- PROBLEM DETAILS:
Counting task for the entries below: give the number of lines that contain the word "left", with no other text.

[[ MATERIAL FOR THIS EXERCISE open ]]

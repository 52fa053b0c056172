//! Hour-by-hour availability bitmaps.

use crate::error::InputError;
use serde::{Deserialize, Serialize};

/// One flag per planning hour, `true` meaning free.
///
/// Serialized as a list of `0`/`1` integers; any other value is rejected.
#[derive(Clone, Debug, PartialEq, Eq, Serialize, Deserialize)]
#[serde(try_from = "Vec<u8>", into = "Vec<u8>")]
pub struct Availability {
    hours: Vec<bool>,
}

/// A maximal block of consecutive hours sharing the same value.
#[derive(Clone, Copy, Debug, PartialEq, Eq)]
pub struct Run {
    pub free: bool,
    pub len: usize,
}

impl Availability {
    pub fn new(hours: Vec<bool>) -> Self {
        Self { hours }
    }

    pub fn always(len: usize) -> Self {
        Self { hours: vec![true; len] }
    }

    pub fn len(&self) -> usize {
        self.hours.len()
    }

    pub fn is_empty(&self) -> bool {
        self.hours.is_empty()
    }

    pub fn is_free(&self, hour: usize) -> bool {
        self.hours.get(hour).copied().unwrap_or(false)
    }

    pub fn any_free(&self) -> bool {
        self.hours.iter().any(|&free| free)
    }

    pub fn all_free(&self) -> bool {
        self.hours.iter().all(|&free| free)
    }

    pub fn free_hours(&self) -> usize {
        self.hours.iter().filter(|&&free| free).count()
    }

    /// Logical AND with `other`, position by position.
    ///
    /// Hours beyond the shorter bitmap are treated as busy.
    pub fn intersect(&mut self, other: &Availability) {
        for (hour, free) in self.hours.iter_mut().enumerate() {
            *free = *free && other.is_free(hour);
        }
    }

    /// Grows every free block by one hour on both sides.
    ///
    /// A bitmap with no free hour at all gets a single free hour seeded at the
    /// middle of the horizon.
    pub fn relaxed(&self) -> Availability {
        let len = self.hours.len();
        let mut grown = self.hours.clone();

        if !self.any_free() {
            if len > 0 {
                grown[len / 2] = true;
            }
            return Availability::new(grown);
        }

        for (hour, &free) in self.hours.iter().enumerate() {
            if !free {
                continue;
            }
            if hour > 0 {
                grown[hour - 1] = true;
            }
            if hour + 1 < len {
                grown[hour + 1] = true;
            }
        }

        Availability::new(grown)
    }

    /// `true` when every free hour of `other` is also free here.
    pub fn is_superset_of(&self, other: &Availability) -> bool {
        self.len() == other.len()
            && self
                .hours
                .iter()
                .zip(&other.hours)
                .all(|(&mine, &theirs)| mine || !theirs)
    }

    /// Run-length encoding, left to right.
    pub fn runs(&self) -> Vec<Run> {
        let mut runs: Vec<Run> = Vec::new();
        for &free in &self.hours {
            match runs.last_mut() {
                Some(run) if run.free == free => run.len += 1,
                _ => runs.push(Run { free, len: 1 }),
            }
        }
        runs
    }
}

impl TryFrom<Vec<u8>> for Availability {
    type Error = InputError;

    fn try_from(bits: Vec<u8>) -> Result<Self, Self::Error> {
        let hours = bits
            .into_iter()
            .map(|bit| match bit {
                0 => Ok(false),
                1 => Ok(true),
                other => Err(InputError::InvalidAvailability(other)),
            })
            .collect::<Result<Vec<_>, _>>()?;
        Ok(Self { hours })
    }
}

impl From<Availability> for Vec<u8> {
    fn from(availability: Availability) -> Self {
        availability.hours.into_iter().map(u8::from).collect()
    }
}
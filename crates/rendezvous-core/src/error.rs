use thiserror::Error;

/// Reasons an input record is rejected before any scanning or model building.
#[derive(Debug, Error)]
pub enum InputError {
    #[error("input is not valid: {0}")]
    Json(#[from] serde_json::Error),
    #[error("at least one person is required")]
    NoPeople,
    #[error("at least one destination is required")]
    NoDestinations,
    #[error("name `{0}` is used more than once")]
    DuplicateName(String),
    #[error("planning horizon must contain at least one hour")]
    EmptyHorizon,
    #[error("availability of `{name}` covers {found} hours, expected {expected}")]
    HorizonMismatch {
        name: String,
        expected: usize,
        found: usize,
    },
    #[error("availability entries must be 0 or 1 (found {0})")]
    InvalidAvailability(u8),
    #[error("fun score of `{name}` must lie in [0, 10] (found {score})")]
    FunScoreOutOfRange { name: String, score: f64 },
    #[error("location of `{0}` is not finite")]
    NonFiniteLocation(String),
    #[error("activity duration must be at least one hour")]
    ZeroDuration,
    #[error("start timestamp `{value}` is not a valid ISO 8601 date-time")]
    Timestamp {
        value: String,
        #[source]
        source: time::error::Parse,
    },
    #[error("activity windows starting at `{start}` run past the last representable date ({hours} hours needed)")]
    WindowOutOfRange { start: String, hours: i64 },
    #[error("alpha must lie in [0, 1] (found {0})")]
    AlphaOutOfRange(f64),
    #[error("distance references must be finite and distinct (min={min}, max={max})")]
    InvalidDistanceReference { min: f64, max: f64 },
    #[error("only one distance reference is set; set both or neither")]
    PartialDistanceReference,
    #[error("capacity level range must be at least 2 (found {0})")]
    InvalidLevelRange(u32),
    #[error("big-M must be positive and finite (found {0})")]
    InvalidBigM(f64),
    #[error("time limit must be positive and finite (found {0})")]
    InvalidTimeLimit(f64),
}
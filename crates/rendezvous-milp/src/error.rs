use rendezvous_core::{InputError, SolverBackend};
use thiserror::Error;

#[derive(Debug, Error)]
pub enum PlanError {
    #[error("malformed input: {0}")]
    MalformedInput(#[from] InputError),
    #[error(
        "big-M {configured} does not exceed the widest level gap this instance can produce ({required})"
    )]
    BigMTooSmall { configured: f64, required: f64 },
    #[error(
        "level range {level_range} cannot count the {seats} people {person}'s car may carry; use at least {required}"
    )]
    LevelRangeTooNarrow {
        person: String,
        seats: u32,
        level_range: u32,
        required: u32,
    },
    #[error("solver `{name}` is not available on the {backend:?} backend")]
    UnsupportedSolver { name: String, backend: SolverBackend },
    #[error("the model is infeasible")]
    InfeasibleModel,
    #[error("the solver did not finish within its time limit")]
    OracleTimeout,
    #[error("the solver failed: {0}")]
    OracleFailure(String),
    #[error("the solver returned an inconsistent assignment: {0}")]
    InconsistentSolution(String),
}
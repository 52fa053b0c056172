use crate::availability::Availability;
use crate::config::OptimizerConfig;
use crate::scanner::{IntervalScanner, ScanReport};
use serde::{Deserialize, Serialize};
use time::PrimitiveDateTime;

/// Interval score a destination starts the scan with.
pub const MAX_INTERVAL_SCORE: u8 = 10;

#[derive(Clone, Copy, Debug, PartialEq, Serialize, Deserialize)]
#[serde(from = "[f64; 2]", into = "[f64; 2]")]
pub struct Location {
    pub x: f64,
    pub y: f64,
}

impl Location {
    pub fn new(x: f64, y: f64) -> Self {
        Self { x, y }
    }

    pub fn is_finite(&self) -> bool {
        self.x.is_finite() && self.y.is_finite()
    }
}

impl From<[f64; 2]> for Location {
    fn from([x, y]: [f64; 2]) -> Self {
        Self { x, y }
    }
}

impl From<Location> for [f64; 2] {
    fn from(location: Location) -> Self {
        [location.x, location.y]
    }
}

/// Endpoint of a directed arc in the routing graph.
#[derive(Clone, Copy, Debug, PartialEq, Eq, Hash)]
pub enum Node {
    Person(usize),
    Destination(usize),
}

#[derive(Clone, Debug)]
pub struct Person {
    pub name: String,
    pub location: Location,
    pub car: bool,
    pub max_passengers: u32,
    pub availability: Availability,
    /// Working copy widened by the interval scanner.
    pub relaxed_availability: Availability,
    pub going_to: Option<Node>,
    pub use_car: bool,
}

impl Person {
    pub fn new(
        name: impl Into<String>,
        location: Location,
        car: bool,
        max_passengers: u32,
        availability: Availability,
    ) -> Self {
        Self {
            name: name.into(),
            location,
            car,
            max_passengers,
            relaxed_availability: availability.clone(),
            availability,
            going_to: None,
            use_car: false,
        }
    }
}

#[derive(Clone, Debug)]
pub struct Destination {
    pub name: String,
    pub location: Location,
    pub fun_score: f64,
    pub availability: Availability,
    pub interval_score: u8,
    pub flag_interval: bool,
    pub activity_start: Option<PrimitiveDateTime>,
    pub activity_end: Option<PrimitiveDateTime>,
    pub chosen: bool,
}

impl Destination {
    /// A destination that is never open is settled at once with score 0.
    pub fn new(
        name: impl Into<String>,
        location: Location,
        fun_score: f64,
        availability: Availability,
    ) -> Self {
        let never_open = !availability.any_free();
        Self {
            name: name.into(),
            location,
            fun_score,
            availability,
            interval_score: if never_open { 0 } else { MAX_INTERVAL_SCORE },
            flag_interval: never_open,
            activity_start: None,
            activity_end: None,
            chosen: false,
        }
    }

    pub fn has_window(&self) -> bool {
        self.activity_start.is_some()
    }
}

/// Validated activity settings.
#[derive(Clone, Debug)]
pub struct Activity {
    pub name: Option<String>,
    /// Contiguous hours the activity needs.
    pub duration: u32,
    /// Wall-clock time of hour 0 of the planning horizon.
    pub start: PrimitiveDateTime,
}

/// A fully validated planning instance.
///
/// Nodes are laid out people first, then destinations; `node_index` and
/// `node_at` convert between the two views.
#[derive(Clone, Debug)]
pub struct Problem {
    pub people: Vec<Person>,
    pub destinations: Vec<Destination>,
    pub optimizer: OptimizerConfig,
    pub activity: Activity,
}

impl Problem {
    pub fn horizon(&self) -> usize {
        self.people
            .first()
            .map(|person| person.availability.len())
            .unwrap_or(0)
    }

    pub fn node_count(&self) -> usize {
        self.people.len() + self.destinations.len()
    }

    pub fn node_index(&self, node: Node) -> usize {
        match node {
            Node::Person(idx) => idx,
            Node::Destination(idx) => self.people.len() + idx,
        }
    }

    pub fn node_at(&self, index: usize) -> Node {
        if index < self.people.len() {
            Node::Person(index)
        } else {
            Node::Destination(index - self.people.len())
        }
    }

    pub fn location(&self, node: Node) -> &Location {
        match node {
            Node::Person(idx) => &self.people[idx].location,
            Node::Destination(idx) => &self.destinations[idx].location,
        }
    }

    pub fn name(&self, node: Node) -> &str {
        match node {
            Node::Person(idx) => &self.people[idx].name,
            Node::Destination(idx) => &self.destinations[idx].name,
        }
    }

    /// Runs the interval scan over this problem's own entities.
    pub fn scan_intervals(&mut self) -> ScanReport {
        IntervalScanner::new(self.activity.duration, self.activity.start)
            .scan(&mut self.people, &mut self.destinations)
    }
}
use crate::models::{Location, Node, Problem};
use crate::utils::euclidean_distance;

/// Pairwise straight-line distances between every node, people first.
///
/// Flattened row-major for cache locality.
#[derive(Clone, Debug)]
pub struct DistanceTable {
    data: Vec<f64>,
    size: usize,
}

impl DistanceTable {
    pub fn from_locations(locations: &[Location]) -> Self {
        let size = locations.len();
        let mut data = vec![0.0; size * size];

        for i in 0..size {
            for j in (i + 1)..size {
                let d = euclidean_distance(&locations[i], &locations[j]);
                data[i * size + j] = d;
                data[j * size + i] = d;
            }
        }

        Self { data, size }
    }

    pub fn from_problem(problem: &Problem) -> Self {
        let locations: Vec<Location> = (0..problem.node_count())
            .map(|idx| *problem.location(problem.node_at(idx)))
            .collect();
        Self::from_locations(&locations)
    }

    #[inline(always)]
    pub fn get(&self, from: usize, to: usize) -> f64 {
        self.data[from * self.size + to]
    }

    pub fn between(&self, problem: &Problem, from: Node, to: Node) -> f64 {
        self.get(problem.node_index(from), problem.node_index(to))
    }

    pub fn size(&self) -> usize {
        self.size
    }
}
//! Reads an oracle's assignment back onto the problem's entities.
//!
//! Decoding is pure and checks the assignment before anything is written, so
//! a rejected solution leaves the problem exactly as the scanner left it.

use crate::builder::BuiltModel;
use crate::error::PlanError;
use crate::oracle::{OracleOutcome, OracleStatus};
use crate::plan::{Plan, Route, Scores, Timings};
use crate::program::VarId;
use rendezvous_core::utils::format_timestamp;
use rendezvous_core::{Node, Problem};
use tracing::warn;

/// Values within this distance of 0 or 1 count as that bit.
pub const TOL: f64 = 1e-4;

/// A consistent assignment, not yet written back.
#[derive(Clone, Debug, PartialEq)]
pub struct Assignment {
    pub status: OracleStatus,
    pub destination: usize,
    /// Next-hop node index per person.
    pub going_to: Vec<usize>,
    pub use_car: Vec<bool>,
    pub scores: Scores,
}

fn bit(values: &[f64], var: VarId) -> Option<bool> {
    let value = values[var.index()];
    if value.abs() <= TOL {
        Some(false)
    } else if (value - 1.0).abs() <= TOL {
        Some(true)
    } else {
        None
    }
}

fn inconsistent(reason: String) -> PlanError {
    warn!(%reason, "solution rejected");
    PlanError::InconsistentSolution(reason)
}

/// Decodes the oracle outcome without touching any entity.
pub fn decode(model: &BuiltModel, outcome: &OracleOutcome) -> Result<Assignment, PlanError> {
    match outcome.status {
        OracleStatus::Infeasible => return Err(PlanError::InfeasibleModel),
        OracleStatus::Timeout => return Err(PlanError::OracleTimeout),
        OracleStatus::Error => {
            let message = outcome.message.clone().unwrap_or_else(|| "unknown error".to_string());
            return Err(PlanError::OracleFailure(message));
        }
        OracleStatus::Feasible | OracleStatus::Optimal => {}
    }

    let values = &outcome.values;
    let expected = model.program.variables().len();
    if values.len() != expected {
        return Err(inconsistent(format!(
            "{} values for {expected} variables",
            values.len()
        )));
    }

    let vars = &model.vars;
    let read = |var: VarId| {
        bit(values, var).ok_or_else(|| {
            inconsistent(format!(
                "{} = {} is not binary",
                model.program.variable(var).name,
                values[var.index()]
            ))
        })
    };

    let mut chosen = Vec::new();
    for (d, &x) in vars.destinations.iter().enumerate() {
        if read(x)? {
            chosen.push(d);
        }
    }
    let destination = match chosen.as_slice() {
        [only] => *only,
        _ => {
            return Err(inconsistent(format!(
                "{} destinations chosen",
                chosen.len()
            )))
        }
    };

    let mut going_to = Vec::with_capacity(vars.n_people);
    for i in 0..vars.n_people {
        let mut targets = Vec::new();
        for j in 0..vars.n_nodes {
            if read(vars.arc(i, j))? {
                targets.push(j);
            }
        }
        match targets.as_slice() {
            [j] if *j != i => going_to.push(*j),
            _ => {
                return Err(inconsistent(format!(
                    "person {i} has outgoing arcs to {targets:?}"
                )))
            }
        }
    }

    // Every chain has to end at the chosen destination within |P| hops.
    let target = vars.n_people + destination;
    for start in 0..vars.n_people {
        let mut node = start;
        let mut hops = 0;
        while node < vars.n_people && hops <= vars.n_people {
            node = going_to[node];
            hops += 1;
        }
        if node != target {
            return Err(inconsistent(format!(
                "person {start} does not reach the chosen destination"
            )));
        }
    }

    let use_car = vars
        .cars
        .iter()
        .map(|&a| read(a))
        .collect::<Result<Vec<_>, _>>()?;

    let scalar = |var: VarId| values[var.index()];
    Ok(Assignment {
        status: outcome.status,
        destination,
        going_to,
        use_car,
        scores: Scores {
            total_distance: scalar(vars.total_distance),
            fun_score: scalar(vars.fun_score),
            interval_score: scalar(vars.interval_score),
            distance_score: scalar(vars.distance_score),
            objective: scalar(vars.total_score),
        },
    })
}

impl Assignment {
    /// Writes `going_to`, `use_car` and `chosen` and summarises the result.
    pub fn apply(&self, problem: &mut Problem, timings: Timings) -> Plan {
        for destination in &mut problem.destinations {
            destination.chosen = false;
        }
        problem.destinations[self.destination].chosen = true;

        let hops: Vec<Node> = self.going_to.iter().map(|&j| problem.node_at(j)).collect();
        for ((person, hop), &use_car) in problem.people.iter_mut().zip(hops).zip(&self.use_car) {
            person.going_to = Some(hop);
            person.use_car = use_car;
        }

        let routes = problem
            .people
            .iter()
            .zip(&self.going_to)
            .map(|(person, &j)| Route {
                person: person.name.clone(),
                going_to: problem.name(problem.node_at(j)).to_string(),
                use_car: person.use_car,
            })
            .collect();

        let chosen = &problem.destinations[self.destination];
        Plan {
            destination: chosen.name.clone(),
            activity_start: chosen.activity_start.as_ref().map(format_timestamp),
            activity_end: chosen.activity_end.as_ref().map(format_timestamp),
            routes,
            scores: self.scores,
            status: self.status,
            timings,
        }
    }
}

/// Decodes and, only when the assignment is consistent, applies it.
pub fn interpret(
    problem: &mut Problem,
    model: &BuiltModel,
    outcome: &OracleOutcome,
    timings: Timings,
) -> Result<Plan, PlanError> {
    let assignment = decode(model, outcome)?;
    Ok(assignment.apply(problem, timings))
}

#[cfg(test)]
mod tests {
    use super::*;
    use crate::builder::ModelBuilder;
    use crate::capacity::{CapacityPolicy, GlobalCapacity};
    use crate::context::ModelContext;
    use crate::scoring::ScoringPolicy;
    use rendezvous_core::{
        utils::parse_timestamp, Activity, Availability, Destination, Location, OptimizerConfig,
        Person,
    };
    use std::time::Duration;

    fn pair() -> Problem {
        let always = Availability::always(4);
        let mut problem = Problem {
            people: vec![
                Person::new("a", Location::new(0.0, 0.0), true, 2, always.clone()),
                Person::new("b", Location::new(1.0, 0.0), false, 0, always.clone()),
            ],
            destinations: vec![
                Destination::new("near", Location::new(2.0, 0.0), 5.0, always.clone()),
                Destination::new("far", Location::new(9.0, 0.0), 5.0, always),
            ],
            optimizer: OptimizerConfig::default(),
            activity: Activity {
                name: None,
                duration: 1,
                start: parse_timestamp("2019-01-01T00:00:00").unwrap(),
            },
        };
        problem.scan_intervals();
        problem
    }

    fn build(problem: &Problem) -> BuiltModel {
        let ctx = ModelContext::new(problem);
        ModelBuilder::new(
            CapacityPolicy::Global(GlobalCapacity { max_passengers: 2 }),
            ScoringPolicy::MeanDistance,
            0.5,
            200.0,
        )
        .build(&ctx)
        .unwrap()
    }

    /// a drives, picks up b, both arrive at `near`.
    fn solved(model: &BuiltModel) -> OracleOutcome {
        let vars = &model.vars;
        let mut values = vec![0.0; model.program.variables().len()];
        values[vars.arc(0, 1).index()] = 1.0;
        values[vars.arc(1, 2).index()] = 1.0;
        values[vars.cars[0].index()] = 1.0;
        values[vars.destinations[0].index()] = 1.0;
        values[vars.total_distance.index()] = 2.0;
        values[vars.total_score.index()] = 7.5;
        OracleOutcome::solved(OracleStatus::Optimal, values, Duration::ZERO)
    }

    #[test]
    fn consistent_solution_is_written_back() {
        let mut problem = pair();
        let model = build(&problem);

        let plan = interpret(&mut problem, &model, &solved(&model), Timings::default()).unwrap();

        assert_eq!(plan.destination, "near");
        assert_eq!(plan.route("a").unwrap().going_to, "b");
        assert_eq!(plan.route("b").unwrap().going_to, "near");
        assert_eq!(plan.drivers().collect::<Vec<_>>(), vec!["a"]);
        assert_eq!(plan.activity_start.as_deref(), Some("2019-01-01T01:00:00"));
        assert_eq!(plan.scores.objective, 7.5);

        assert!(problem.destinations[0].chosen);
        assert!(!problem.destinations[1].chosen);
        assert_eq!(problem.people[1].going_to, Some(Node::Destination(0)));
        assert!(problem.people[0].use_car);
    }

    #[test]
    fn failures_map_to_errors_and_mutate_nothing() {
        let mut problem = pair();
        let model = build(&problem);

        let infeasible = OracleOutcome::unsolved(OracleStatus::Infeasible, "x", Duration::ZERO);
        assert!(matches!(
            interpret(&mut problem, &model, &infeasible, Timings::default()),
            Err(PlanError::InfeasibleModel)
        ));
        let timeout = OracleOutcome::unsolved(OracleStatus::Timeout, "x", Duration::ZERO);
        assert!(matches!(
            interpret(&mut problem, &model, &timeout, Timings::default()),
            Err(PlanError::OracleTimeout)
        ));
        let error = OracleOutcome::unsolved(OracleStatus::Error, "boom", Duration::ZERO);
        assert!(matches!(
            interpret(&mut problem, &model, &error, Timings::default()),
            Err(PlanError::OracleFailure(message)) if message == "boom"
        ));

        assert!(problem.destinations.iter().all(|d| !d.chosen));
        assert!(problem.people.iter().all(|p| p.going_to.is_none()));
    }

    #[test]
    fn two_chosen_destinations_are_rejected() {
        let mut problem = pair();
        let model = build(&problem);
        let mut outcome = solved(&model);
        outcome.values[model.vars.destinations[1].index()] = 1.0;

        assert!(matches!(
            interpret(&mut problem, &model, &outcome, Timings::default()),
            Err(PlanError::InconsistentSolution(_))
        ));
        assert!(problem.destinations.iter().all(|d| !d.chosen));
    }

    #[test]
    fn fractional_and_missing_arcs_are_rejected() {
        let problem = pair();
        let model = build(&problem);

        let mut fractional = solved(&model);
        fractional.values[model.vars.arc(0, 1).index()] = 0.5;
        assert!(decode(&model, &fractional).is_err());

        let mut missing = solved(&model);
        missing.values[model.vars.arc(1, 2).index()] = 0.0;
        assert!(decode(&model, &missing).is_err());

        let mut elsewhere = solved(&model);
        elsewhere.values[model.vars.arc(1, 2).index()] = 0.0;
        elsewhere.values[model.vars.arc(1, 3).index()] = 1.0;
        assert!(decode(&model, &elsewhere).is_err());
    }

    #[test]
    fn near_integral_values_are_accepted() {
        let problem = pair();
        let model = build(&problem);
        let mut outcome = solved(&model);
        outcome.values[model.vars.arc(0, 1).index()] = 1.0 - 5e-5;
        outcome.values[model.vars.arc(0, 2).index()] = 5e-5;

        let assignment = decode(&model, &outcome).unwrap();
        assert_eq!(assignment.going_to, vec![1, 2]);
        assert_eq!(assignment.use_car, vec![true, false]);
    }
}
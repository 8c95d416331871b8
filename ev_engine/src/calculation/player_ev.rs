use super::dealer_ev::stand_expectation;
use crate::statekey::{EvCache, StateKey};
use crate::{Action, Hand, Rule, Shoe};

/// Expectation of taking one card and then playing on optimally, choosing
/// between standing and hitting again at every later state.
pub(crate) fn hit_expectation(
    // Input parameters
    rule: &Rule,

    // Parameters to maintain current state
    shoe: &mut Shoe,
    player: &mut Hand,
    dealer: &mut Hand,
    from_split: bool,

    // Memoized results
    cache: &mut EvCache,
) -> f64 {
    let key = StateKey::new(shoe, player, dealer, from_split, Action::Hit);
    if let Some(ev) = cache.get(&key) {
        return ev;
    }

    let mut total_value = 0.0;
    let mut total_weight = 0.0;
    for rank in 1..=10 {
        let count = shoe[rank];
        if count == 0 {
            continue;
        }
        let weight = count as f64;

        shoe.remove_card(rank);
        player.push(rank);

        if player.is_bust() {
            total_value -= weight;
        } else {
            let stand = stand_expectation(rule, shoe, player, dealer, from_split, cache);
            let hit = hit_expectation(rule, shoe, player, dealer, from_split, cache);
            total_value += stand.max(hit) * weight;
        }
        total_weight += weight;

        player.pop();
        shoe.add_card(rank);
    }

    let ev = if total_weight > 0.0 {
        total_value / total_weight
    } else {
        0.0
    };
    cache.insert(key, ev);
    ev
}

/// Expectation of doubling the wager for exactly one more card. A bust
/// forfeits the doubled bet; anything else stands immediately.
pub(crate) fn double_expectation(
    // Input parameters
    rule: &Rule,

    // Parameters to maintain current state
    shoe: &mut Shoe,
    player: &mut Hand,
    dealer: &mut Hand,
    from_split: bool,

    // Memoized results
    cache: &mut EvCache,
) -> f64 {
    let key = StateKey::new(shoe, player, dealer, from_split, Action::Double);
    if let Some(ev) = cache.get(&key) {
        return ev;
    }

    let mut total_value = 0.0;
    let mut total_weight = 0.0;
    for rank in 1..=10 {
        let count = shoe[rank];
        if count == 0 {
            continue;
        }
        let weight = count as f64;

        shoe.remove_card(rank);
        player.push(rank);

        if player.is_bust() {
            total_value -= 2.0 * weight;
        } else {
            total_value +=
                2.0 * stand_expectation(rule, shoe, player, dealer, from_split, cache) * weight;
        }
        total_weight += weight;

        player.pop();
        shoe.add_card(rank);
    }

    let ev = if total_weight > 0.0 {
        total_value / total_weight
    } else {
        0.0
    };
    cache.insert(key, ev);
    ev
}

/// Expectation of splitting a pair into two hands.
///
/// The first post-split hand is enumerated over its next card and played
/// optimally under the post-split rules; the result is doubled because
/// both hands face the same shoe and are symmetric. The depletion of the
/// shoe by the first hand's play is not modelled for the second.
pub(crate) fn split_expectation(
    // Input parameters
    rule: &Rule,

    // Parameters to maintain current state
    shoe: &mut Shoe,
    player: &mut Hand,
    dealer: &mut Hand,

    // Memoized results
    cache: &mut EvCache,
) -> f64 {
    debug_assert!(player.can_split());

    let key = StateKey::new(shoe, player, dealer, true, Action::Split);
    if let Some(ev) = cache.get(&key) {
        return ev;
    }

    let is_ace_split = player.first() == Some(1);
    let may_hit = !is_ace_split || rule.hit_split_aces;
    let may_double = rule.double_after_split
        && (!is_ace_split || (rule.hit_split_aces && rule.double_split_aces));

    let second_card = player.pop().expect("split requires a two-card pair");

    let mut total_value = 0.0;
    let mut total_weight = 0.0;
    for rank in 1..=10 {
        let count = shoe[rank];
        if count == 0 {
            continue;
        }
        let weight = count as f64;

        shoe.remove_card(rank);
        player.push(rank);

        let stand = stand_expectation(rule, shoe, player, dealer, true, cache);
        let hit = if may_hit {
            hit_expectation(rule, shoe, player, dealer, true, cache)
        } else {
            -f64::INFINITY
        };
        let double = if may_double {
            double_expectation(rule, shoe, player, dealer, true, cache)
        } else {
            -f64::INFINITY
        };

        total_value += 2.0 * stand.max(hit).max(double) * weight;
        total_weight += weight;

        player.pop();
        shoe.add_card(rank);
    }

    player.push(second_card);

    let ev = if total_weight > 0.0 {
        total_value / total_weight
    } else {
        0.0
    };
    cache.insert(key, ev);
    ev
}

[[ MATERIAL FOR THIS EXERCISE closed ]]

- PROBLEM SOLUTION:
2